Vikings – A Viúva do Inverno

Por Romeu Martins
Data: 13 abril, 2012

Vikings - A Viúva do InvernoEditora: Panini Comics – Edição especial

Autores: Brian Wood (texto), Leandro Fernandez (arte), Dave McCaig (cores), Massimo Carnevale (capas) – Originalmente em Northlanders # 21 a # 28.

Preço: R$ 23,90

Número de páginas: 192

Data de lançamento: Fevereiro de 2012

Sinopse

Nos arredores do rio Volga, no inverno de 1020 d.C., uma cidade viking de 700 habitantes é isolada do restante do mundo para tentar evitar o contágio de uma doença mortal.

Hilda torna-se viúva em meio aos acontecimentos e precisa tentar sobreviver ao lado de sua filha Karin, de apenas oito anos, à série de horrores que ocorre naqueles longos meses de frio.

Positivo/Negativo

Esqueça aquela imagem popularizada desde as primeiras montagens de óperas em que os vikings aparecem como guerreiros ensandecidos com capacetes cheios de chifres.

Na série Northlanders (traduzida e simplificada como Vikings no Brasil), criada por Brian Wood para a Vertigo, não faltam os guerreiros ensandecidos entre aqueles habitantes do norte. Mas o cuidado histórico que o escritor reservou a suas HQs evitou anacronismos como os tais capacetes cujos adornos nunca existiram.

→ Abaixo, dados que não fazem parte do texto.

//! Random layout generation.
//!
//! The synthetic tree is camouflage: segment names look like an ordinary
//! source layout (`src_3fa91c/lib_07be2d`) rather than random noise.

use std::collections::{BTreeMap, HashSet};

use crate::naming;
use crate::ports::Entropy;

use super::{is_reserved_base_name, join_relative, split_extension, Inventory};

/// Lower bound on synthetic directories, even for tiny projects.
pub const MIN_SYNTHETIC_DIRS: usize = 3;
/// Upper bound on synthetic directories.
pub const MAX_SYNTHETIC_DIRS: usize = 10;
/// Deepest synthetic directory path, in segments.
pub const MAX_DEPTH: usize = 3;

/// Extensions (lower-case, with dot) whose files may be renamed.
pub const RENAMEABLE_EXTENSIONS: &[&str] =
    &[".js", ".css", ".png", ".jpg", ".jpeg", ".gif", ".svg", ".ico", ".woff", ".woff2", ".ttf"];

/// Where every inventoried entry should end up.
#[derive(Debug, Clone, Default, PartialEq, Eq)]
pub struct LayoutPlan {
    /// Synthetic directories to create, relative to the root.
    pub new_directories: Vec<String>,
    /// Original directory -> synthetic directory it is folded into.
    pub directory_assignment: BTreeMap<String, String>,
    /// Original file path -> new file path (possibly renamed).
    pub file_assignment: BTreeMap<String, String>,
    /// Files that stay at their original path.
    pub preserved: Vec<String>,
}

/// Builds a layout plan for `inventory`.
///
/// Every inventoried file lands in exactly one of `file_assignment` or
/// `preserved`, and no two assigned files share a target path.
pub fn generate(entropy: &dyn Entropy, inventory: &Inventory) -> LayoutPlan {
    let count = (inventory.directories.len() / 2).clamp(MIN_SYNTHETIC_DIRS, MAX_SYNTHETIC_DIRS);
    let mut plan = LayoutPlan {
        new_directories: synthetic_directories(entropy, count),
        ..LayoutPlan::default()
    };

    let mut directories: Vec<&str> =
        inventory.directories.iter().map(|d| d.relative_path.as_str()).collect();
    naming::shuffle(entropy, &mut directories);
    for (index, directory) in directories.into_iter().enumerate() {
        let target = &plan.new_directories[index % count];
        plan.directory_assignment.insert(directory.to_string(), target.clone());
    }

    let mut eligible = Vec::new();
    for file in &inventory.files {
        let root_entry = file.containing_dir.is_empty() && file.name.eq_ignore_ascii_case("index.html");
        if root_entry || is_reserved_base_name(&file.name) {
            plan.preserved.push(file.relative_path.clone());
        } else {
            eligible.push(file);
        }
    }

    naming::shuffle(entropy, &mut eligible);
    let mut taken: HashSet<String> = HashSet::new();
    for (index, file) in eligible.into_iter().enumerate() {
        let renamed = should_rename(&file.name);
        let target = place_file(entropy, &plan.new_directories, index % count, &file.name, renamed, &taken);
        taken.insert(target.clone());
        plan.file_assignment.insert(file.relative_path.clone(), target);
    }

    plan
}

/// Returns `true` if a file with this name may receive a random name.
#[must_use]
pub fn should_rename(file_name: &str) -> bool {
    if is_reserved_base_name(file_name) {
        return false;
    }
    let (_, extension) = split_extension(file_name);
    let extension = extension.to_ascii_lowercase();
    RENAMEABLE_EXTENSIONS.contains(&extension.as_str())
}

fn synthetic_directories(entropy: &dyn Entropy, count: usize) -> Vec<String> {
    let mut directories: Vec<String> = Vec::with_capacity(count);
    while directories.len() < count {
        let depth = naming::between(entropy, 1, MAX_DEPTH);
        let path = naming::directory_path(entropy, depth);
        if !directories.contains(&path) {
            directories.push(path);
        }
    }
    directories
}

/// Picks a free target for one file, starting at its round-robin slot.
///
/// Renamed files redraw their name on collision. Files that keep their name
/// probe the following synthetic directories; if every one already holds a
/// file of that name the round-robin slot is returned and the migrator
/// reports the collision.
fn place_file(
    entropy: &dyn Entropy,
    directories: &[String],
    slot: usize,
    name: &str,
    renamed: bool,
    taken: &HashSet<String>,
) -> String {
    let directory = &directories[slot];
    if renamed {
        let (_, extension) = split_extension(name);
        loop {
            let candidate = join_relative(directory, &naming::file_name(entropy, extension));
            if !taken.contains(&candidate) {
                return candidate;
            }
        }
    }

    (0..directories.len())
        .map(|offset| join_relative(&directories[(slot + offset) % directories.len()], name))
        .find(|candidate| !taken.contains(candidate))
        .unwrap_or_else(|| join_relative(directory, name))
}

#[cfg(test)]
mod tests {
    use std::path::PathBuf;

    use super::*;
    use crate::adapters::live::RngEntropy;
    use crate::restructure::{EntryKind, InventoryEntry};

    fn entry(relative_path: &str, kind: EntryKind) -> InventoryEntry {
        let (containing_dir, name) = relative_path.rsplit_once('/').unwrap_or(("", relative_path));
        InventoryEntry {
            name: name.to_string(),
            relative_path: relative_path.to_string(),
            absolute_path: PathBuf::from("/site").join(relative_path),
            kind,
            containing_dir: containing_dir.to_string(),
        }
    }

    fn inventory(dirs: &[&str], files: &[&str]) -> Inventory {
        Inventory {
            directories: dirs.iter().map(|d| entry(d, EntryKind::Directory)).collect(),
            files: files.iter().map(|f| entry(f, EntryKind::File)).collect(),
        }
    }

    #[test]
    fn synthetic_directory_count_is_bounded() {
        let entropy = RngEntropy::seeded(1);
        let tiny = generate(&entropy, &inventory(&[], &[]));
        assert_eq!(tiny.new_directories.len(), MIN_SYNTHETIC_DIRS);

        let dirs: Vec<String> = (0..14).map(|i| format!("d{i}")).collect();
        let refs: Vec<&str> = dirs.iter().map(String::as_str).collect();
        assert_eq!(generate(&entropy, &inventory(&refs, &[])).new_directories.len(), 7);

        let many: Vec<String> = (0..60).map(|i| format!("d{i}")).collect();
        let refs: Vec<&str> = many.iter().map(String::as_str).collect();
        assert_eq!(generate(&entropy, &inventory(&refs, &[])).new_directories.len(), MAX_SYNTHETIC_DIRS);
    }

    #[test]
    fn synthetic_paths_are_unique_and_shallow() {
        let entropy = RngEntropy::seeded(8);
        let many: Vec<String> = (0..40).map(|i| format!("d{i}")).collect();
        let refs: Vec<&str> = many.iter().map(String::as_str).collect();
        let plan = generate(&entropy, &inventory(&refs, &[]));

        let unique: HashSet<&String> = plan.new_directories.iter().collect();
        assert_eq!(unique.len(), plan.new_directories.len());
        for path in &plan.new_directories {
            let depth = path.split('/').count();
            assert!((1..=MAX_DEPTH).contains(&depth));
        }
    }

    #[test]
    fn directories_are_spread_round_robin() {
        let entropy = RngEntropy::seeded(4);
        let dirs: Vec<String> = (0..6).map(|i| format!("d{i}")).collect();
        let refs: Vec<&str> = dirs.iter().map(String::as_str).collect();
        let plan = generate(&entropy, &inventory(&refs, &[]));

        assert_eq!(plan.new_directories.len(), 3);
        assert_eq!(plan.directory_assignment.len(), 6);
        for synthetic in &plan.new_directories {
            let share = plan.directory_assignment.values().filter(|v| *v == synthetic).count();
            assert_eq!(share, 2);
        }
    }

    #[test]
    fn files_are_preserved_xor_assigned() {
        let entropy = RngEntropy::seeded(12);
        let files = [
            "index.html",
            "pages/index.html",
            "about.html",
            "js/app.js",
            "js/menu.js",
            "css/site.css",
            "img/logo.png",
            "data/feed.xml",
        ];
        let plan = generate(&entropy, &inventory(&["js", "css", "img", "data", "pages"], &files));

        assert_eq!(plan.preserved.len() + plan.file_assignment.len(), files.len());
        for file in files {
            let preserved = plan.preserved.iter().any(|p| p == file);
            let assigned = plan.file_assignment.contains_key(file);
            assert!(preserved ^ assigned, "{file} must have exactly one disposition");
        }
        assert!(plan.preserved.contains(&"index.html".to_string()));
        assert!(plan.preserved.contains(&"pages/index.html".to_string()));
        assert!(plan.preserved.contains(&"js/app.js".to_string()));

        let about = &plan.file_assignment["about.html"];
        assert!(about.ends_with("/about.html"));
        let feed = &plan.file_assignment["data/feed.xml"];
        assert!(feed.ends_with("/feed.xml"));

        let logo = &plan.file_assignment["img/logo.png"];
        assert!(logo.ends_with(".png"));
        assert!(!logo.ends_with("/logo.png"));
        let (directory, _) = logo.rsplit_once('/').unwrap();
        assert!(plan.new_directories.iter().any(|d| d == directory));
    }

    #[test]
    fn same_named_files_get_distinct_targets() {
        let entropy = RngEntropy::seeded(30);
        let plan = generate(
            &entropy,
            &inventory(&["a", "b", "c", "d"], &["a/notes.txt", "b/notes.txt", "c/notes.txt", "d/notes.txt"]),
        );
        let targets: HashSet<&String> = plan.file_assignment.values().collect();
        // Three synthetic directories can hold three distinct `notes.txt`.
        assert_eq!(targets.len(), 3);
    }

    #[test]
    fn rename_rules() {
        assert!(should_rename("photo.JPG"));
        assert!(should_rename("font.woff2"));
        assert!(!should_rename("about.html"));
        assert!(!should_rename("main.css"));
        assert!(!should_rename("README"));
    }
}
//! Processing markers stamped on the first line of every handled file.

use std::sync::OnceLock;

use regex::Regex;

use crate::context::ServiceContext;
use crate::naming;
use crate::walk::FileKind;

/// Markers written by earlier releases; any of them anywhere means "done".
pub const LEGACY_MARKERS: &[&str] = &["<!-- OBFUSCATED", "/* OBFUSCATED", "// OBFUSCATED"];

fn marker_line() -> &'static Regex {
    static PATTERN: OnceLock<Regex> = OnceLock::new();
    PATTERN.get_or_init(|| {
        Regex::new(r"^(?:<!--|/\*) [A-Z]+_[A-Z]+_\d{4}_[0-9a-z]+ (?:-->|\*/)")
            .expect("marker pattern is valid")
    })
}

/// Whether `content` has already been processed.
#[must_use]
pub fn is_marked(content: &str) -> bool {
    let first_line = content.lines().next().unwrap_or_default();
    marker_line().is_match(first_line) || LEGACY_MARKERS.iter().any(|m| content.contains(m))
}

/// Renders a marker body as a comment valid for `kind`.
#[must_use]
pub fn render(kind: FileKind, body: &str) -> String {
    match kind {
        FileKind::Html => format!("<!-- {body} -->"),
        FileKind::Css | FileKind::Script => format!("/* {body} */"),
    }
}

/// Prepends a freshly drawn marker line to `content`.
#[must_use]
pub fn stamp(ctx: &ServiceContext, kind: FileKind, content: &str) -> String {
    let body = naming::marker(ctx.entropy.as_ref(), ctx.clock.epoch_millis());
    format!("{}\n{content}", render(kind, &body))
}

Da mesma forma, o universo daqueles protagonistas que aterrorizaram a Europa mil anos atrás é bastante enriquecido por outros personagens e abordagens além dos costumeiros saqueadores, sempre com as espadas e machados nas mãos. O roteirista, conhecido também por sua série futurista ZDM – Terra de ninguém e pelas capas que fez para as 12 edições de Frequência global, de Warren Ellis, focou em outros aspectos do cotidiano dos antepassados dos escandinavos de nossos tempos.

Este encadernado, que reúne oito histórias da série mensal, é um ótimo exemplo. A ambientação mostra uma cidade fundada pelos nórdicos, com sua estrutura política organizada e com sua rede de comércio estabelecida. Os protagonistas já se mostram afeitos à fé cristã, ainda que guardassem memória dos antigos deuses que cultuavam.

Ou seja, uma imagem bem mais complexa que aquela costumeiramente vista em outras produções que tenham os vikings como protagonistas. Um cuidado que foi recorrente nas histórias anteriormente publicadas na revista Vertigo, na qual as primeiras foram publicadas antes de a série ceder espaço para a minissérie Joe, o bárbaro, de Grant Morrison e Sean Murphy, e recomeçar a sair, agora na forma de encadernados como este.

Em Vikings – A viúva do Inverno, o foco das atenções está em uma das moradoras daquela cidade fundada às margens do agora congelado rio Volga. Uma pestilência misteriosa mata o marido de Hilda, um rico comerciante local com assento garantido nas assembleias do Grande Salão, obrigando-a a cuidar sozinha de sua filha entre os rigores do inverno, o medo do contágio daquela doença mortal, os perigos de uma invasão, o assédio daqueles que invejam sua posição e que gostariam de dominá-la.

Atualmente, sequências assim, que formam uma longa continuidade dentro de uma série mensal, são chamadas de arcos. Até os anos 80, o termo mais comum para se referir a elas no Brasil era emprestado das narrativas vikings: sagas.

Seja como o leitor preferir chamar tais sequências, o fato é que Brian Wood concebeu Vikings para ser um conjunto desse tipo de narrativa, sem protagonistas fixos e que podem ser lidos de forma independente, sem um prévio conhecimento do conjunto. É uma série perfeita para ter vida própria, sem precisar sair em uma publicação mix, como a mensal Vertigo.

Para o leitor que acompanhou esta longa sequência em seu formato original, havia a sensação de ler os acontecimentos em um período de tempo similar ao do enorme inverno retratado na trama, que ocupou aproximadamente metade do ano de 1020.

Já para os brasileiros, a vantagem é receber tudo de uma vez e poder optar pelo ritmo que se quiser dar àquelas quase duzentas páginas tensas e, por vezes, tão próximas dos contos de terror.

Tal vantagem poderia ser ainda mais valorizada caso o encadernado viesse com algumas informações sobre a série e seus autores, especialmente para os novos leitores que não conheceram o material no tempo em que ele saía mensalmente nas bancas. Porém, a Panini reservou apenas três páginas para os rascunhos dos personagens feitos pelo desenhista minimalista Leandro Fernandez e a exposição das capas originais Massimo Carnevale.